EP1234890A1 - Device for atomising melts - Google Patents

Abstract

Device for sputtering and granulating liquid slag comprises a tundish (1) for receiving a melt and a sputtering head formed as a hot cyclone (3) and which opens into the cooling chamber (9). Burners and/or propellant gas nozzles (10) are connected to the cyclone. Preferred Features: The nozzles are formed as slit nozzles and extend in the axial direction of the casing of the cyclone. The cyclone is bombarded with propellant gas at 200-800 degrees C and a pressure of 1.5-6 bar.

Description

The invention relates to a device for atomization of melts, especially liquid slags with a Tundish for absorbing the melt and one in or on the outlet opening arranged atomizer head, on which a Cold room for the atomized melt is connected.

For granulating and crushing liquid slags already suggested this with steam or propellant in granulation rooms eject, with the result of further crushing also in jet mills using propellant jets was possible. Starting from usual slag temperatures molten slag between 1400 ° and 1600 ° C. due to the relatively high temperature difference between a propellant gas jet and the liquid slag the danger of Training of more or less large agglomerates as well as the Danger of thread formation, which consequently reduces the amount of comminution increase and the cooling rate sensitive reduced.
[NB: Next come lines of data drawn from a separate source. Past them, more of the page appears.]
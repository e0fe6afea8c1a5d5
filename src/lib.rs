//! gaptrader: walk-forward backtester for an overnight gap anomaly strategy.
//!
//! Hexagonal architecture: domain logic in [`domain`], port traits in [`ports`],
//! concrete implementations in [`adapters`].

pub mod domain;
pub mod ports;
pub mod adapters;
pub mod cli;
//! Walk-forward backtest driver.
//!
//! For each split the detector is fitted per symbol on the in-sample window,
//! the fitted parameters generate out-of-sample signals, and a day-ordered
//! portfolio loop admits entries under the concurrency limit. In-sample
//! trades are re-simulated under real execution costs and recorded alongside
//! the out-of-sample ledger, tagged by sample type.

use crate::domain::bar::PriceSeries;
use crate::domain::config::Settings;
use crate::domain::detector::{fit, predict, DetectorParams};
use crate::domain::error::GaptraderError;
use crate::domain::execution::{close_trade, fill_entry, simulate};
use crate::domain::portfolio::{select_candidates, CandidateSignal};
use crate::domain::trade::{Position, SampleType, Trade, UnfilledReason, UnfilledSignal};
use crate::domain::universe::UniverseSnapshot;
use crate::domain::walk_forward::{create_splits, WalkForwardSplit};
use chrono::NaiveDate;
use std::collections::{BTreeMap, BTreeSet};

#[derive(Debug, Clone, PartialEq)]
pub struct SplitOutcome {
    pub split_index: usize,
    pub split: WalkForwardSplit,
    pub fitted_symbols: usize,
    pub no_fit_symbols: usize,
}

#[derive(Debug, Clone, PartialEq, Default)]
pub struct BacktestResult {
    pub trades: Vec<Trade>,
    pub unfilled: Vec<UnfilledSignal>,
    pub splits: Vec<SplitOutcome>,
}

struct FittedSymbol {
    series: PriceSeries,
    params: DetectorParams,
}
AT 407 247 has already proposed a melt ejecting from a melt tundish with fluid under pressure, where in particular pressurized gas, steam or pressurized water in Pressed in the direction of the slag outlet from the tundish has been. The slag tundish outlet requires such Training special measures to prevent the Outlet opening freezes and it was therefore proposed to height-adjustable weir pipe in the area of the slag outlet into the tundish to reduce the amount flowing out to be able to regulate, the propellant gas jet coaxial to Axis of the outlet opening was introduced and the tundish outlet opens directly into the refrigerator. With such a Formation of the atomizer head as a nozzle, in which coaxial the jet of a propellant gas lance opens, as a rule superheated steam can be used to overgrow the To prevent opening, depending on the composition of the Melt and especially with a higher iron oxide content Melt also places high demands on the refractory material become. The same applies to the training of the height adjustable Weir pipe, which with aggressive melts one is subject to high wear and therefore a complex Regulation for the correct setting of the height of the weir pipe requires. In addition to such a design of the atomizer head as an outlet nozzle from a slag tundish are further training courses, for example AT 406 954 B. remove, where the liquid slag in a below Expansion chamber under suction is sucked in and with a propellant jet is transported into the cooling zone.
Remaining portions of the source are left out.